Segment Open

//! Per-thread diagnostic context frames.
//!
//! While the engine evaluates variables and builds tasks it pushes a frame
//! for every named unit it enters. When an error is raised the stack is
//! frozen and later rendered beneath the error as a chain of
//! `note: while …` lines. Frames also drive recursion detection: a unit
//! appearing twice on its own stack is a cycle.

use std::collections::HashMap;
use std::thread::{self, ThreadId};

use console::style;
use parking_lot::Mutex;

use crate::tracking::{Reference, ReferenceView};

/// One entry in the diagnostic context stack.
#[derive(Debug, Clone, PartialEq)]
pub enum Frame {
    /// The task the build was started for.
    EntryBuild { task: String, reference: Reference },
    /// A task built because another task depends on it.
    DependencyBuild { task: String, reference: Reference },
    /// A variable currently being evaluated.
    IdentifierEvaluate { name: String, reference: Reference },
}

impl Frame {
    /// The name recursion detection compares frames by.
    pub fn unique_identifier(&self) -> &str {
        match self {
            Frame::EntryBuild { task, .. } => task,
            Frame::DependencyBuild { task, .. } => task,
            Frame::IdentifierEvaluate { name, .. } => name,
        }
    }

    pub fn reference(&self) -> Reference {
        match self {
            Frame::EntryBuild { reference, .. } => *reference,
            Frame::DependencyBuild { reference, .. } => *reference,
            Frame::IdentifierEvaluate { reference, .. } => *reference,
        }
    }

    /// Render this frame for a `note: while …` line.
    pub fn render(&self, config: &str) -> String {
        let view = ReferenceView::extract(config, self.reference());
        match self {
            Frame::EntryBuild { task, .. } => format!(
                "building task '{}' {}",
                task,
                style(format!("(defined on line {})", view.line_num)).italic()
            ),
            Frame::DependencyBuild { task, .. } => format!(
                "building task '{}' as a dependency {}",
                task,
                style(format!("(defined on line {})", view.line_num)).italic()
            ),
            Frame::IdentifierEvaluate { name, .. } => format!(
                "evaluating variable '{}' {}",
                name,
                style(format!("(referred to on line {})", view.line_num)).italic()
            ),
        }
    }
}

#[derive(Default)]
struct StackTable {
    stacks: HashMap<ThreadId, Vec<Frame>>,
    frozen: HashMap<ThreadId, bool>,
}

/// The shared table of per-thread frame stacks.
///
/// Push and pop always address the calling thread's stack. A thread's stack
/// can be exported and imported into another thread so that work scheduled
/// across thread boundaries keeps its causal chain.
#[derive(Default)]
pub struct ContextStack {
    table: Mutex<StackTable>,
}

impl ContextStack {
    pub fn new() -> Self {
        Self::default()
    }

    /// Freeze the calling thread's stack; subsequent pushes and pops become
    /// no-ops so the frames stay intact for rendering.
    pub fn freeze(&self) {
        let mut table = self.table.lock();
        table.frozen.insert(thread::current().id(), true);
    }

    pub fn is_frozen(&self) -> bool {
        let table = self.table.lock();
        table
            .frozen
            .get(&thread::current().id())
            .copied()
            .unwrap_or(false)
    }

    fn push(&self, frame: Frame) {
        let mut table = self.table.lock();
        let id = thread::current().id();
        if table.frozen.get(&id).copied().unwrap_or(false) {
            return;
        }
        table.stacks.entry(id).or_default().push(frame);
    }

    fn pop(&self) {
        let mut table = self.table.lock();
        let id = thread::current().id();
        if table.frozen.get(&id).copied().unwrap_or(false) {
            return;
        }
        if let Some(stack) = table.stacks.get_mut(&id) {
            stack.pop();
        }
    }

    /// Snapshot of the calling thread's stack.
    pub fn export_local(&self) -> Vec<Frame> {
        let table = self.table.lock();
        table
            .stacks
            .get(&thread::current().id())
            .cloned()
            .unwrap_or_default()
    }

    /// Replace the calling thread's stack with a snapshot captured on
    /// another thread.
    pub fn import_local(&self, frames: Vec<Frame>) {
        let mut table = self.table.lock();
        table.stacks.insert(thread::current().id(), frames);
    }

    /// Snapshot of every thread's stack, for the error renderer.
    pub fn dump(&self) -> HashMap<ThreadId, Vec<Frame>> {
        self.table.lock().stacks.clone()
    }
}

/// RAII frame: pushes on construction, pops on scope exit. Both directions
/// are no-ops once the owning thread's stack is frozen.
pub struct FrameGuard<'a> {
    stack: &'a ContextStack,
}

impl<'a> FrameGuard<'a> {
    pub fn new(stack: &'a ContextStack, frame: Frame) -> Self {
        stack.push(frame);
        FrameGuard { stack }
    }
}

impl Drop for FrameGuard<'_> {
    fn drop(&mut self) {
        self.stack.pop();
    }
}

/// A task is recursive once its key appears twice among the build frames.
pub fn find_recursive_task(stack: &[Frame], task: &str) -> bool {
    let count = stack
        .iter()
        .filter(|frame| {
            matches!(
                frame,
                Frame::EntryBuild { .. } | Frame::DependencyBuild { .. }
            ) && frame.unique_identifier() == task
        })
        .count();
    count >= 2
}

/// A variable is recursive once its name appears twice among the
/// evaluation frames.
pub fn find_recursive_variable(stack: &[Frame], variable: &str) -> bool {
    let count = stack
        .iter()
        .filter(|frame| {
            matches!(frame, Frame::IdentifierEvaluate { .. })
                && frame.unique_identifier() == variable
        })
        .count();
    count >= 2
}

Segment Closed
Segment Open

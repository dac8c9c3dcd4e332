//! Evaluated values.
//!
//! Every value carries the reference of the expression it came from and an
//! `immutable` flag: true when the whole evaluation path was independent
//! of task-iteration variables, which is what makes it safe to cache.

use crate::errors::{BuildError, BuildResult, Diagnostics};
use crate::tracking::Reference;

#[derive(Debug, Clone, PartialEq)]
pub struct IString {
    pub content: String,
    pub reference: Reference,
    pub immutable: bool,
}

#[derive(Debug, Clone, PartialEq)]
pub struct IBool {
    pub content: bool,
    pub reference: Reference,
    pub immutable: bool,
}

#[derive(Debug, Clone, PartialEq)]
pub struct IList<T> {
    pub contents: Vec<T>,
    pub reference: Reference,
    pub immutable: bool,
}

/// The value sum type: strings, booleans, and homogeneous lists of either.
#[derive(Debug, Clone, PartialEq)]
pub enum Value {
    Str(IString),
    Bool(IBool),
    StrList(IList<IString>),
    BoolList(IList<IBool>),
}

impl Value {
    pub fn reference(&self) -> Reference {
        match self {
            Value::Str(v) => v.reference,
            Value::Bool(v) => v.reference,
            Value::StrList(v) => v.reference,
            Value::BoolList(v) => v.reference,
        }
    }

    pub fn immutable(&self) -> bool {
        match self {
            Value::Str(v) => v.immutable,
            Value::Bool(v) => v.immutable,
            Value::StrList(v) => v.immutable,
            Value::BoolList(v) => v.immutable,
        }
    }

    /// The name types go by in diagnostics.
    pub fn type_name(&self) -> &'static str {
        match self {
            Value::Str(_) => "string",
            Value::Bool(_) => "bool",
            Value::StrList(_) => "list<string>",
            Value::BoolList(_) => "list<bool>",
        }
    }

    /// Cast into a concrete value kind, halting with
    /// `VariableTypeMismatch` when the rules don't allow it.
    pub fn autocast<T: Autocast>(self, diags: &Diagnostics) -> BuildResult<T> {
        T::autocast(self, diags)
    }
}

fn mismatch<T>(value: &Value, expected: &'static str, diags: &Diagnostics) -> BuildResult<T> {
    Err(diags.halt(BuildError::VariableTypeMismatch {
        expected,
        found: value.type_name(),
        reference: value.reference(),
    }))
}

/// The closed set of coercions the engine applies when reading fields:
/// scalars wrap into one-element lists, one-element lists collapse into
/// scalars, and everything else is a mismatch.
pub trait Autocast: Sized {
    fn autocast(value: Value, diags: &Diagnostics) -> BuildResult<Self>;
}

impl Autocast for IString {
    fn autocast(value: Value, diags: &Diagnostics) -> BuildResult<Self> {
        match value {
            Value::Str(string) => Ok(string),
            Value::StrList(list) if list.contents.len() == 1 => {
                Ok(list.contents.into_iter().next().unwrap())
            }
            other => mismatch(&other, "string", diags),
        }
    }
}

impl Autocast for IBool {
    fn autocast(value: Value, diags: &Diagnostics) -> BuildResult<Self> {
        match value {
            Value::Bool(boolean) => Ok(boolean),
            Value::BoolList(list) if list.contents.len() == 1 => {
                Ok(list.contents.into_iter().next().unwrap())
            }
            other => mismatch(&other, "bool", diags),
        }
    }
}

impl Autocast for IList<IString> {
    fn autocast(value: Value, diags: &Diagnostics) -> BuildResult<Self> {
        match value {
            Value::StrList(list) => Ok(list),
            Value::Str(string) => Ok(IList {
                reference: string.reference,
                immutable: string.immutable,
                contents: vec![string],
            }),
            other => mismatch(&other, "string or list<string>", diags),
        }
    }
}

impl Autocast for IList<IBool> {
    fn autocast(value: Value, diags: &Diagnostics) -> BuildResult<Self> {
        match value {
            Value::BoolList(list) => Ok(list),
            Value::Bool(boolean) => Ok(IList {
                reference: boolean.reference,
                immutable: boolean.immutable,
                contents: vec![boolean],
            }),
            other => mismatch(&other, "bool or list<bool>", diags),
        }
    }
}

Segment Closed
Segment Open

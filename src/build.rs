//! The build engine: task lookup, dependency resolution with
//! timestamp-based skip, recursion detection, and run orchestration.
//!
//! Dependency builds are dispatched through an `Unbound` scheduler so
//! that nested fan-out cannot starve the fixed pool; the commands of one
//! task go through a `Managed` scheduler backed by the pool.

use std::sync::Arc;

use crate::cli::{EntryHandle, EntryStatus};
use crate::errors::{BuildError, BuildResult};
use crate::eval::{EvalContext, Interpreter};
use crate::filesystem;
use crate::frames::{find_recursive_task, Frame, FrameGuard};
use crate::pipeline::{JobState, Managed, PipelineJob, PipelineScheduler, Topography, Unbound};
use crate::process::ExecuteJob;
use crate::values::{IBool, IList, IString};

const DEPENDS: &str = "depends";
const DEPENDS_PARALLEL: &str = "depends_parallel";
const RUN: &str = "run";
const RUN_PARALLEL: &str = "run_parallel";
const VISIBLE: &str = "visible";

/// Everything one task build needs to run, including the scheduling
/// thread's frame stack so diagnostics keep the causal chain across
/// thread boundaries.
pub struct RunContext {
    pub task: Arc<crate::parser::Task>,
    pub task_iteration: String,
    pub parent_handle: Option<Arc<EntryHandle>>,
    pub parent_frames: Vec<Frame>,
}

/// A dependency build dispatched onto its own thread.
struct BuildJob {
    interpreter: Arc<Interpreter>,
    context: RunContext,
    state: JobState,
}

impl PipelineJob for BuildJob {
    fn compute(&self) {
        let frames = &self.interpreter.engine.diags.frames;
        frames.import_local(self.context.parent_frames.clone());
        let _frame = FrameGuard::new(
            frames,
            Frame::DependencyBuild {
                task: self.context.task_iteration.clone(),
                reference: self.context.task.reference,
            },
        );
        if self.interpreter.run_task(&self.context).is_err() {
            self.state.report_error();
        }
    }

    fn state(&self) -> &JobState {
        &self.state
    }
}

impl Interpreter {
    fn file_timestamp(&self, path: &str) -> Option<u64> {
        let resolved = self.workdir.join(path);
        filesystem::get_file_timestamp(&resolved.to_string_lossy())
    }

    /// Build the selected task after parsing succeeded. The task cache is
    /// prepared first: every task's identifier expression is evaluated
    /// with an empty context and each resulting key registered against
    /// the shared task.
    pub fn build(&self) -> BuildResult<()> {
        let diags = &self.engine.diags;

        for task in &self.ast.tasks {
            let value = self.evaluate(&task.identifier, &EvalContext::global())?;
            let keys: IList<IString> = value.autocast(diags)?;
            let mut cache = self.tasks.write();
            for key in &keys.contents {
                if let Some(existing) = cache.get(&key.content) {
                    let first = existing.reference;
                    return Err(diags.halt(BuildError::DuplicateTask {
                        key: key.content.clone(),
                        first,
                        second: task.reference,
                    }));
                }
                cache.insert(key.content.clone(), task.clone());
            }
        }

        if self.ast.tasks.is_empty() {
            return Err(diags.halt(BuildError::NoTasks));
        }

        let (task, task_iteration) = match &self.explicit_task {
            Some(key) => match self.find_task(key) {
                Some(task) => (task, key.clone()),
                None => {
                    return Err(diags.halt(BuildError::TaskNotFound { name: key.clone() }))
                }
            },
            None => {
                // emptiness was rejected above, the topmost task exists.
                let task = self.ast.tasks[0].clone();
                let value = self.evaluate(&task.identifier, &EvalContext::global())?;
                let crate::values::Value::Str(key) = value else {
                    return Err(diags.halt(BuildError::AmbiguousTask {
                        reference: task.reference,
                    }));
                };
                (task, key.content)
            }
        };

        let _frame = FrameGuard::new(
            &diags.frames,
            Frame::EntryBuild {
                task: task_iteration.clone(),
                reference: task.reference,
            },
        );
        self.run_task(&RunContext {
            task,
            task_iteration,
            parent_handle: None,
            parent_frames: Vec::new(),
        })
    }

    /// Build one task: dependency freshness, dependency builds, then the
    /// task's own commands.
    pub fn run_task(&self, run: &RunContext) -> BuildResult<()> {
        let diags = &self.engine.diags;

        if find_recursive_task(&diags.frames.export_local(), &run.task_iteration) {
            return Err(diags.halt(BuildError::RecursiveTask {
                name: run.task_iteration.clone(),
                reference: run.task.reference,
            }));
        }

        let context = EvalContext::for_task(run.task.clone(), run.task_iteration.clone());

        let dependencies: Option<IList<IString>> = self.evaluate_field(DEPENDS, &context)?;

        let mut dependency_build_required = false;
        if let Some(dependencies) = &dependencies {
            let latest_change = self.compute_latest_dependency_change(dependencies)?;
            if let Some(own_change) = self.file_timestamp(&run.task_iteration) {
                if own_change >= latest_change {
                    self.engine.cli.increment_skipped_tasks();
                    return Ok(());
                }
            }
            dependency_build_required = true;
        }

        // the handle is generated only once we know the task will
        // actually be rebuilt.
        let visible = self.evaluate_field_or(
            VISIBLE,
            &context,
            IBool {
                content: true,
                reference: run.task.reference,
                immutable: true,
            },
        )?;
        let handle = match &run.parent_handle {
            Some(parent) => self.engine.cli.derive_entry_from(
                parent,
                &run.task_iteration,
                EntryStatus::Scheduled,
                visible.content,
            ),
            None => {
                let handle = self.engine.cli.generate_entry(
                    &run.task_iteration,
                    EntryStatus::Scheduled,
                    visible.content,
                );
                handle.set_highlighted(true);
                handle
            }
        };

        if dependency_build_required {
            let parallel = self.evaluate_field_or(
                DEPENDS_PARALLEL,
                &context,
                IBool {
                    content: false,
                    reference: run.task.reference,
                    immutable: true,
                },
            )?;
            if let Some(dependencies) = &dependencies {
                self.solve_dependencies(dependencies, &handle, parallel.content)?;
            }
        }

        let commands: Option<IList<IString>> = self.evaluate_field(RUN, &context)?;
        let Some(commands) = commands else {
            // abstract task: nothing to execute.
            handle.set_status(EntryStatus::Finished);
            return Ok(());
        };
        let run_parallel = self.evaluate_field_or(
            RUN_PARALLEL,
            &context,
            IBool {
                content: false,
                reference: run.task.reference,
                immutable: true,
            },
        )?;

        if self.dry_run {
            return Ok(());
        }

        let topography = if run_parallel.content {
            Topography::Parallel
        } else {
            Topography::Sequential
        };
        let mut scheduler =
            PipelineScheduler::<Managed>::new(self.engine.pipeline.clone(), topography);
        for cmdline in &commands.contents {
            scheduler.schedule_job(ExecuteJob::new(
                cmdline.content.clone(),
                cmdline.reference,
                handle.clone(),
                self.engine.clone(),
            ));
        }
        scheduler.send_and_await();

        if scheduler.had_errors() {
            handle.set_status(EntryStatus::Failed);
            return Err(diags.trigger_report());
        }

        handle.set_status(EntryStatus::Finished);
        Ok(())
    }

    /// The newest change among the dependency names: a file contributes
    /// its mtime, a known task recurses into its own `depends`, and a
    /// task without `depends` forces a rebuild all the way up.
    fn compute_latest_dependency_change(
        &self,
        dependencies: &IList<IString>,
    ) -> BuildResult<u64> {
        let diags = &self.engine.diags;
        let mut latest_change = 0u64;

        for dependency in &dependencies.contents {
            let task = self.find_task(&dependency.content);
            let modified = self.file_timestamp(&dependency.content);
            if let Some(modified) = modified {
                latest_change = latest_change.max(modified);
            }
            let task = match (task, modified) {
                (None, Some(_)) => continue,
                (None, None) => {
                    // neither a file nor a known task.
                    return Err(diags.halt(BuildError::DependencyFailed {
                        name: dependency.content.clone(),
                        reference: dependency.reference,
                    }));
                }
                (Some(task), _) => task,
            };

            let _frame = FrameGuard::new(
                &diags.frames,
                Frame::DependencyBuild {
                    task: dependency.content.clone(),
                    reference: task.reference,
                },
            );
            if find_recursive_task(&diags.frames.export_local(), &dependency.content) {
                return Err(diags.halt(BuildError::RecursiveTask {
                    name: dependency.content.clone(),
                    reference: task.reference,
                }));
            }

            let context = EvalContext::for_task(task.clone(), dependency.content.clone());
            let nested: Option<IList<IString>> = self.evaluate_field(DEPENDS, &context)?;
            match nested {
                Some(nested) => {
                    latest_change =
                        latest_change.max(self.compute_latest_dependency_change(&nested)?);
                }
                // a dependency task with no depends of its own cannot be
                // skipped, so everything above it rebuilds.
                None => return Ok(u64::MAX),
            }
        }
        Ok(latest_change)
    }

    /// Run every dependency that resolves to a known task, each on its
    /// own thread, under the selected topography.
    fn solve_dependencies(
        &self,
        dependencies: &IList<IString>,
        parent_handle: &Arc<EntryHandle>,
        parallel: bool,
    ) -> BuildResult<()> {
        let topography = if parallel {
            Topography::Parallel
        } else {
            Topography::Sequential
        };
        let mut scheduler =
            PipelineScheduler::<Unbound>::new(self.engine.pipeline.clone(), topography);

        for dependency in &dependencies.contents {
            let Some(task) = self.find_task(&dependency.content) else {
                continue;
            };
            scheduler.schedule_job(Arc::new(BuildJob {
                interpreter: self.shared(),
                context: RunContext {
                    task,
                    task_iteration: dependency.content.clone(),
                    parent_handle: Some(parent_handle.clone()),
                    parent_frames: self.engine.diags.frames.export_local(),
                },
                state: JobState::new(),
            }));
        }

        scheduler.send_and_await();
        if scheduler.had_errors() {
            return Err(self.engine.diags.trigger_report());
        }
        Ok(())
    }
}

Segment Closed

If a line of the material contains the word "known", pick it out and copy it.

    /// its mtime, a known task recurses into its own `depends`, and a
                    // neither a file nor a known task.
    /// Run every dependency that resolves to a known task, each on its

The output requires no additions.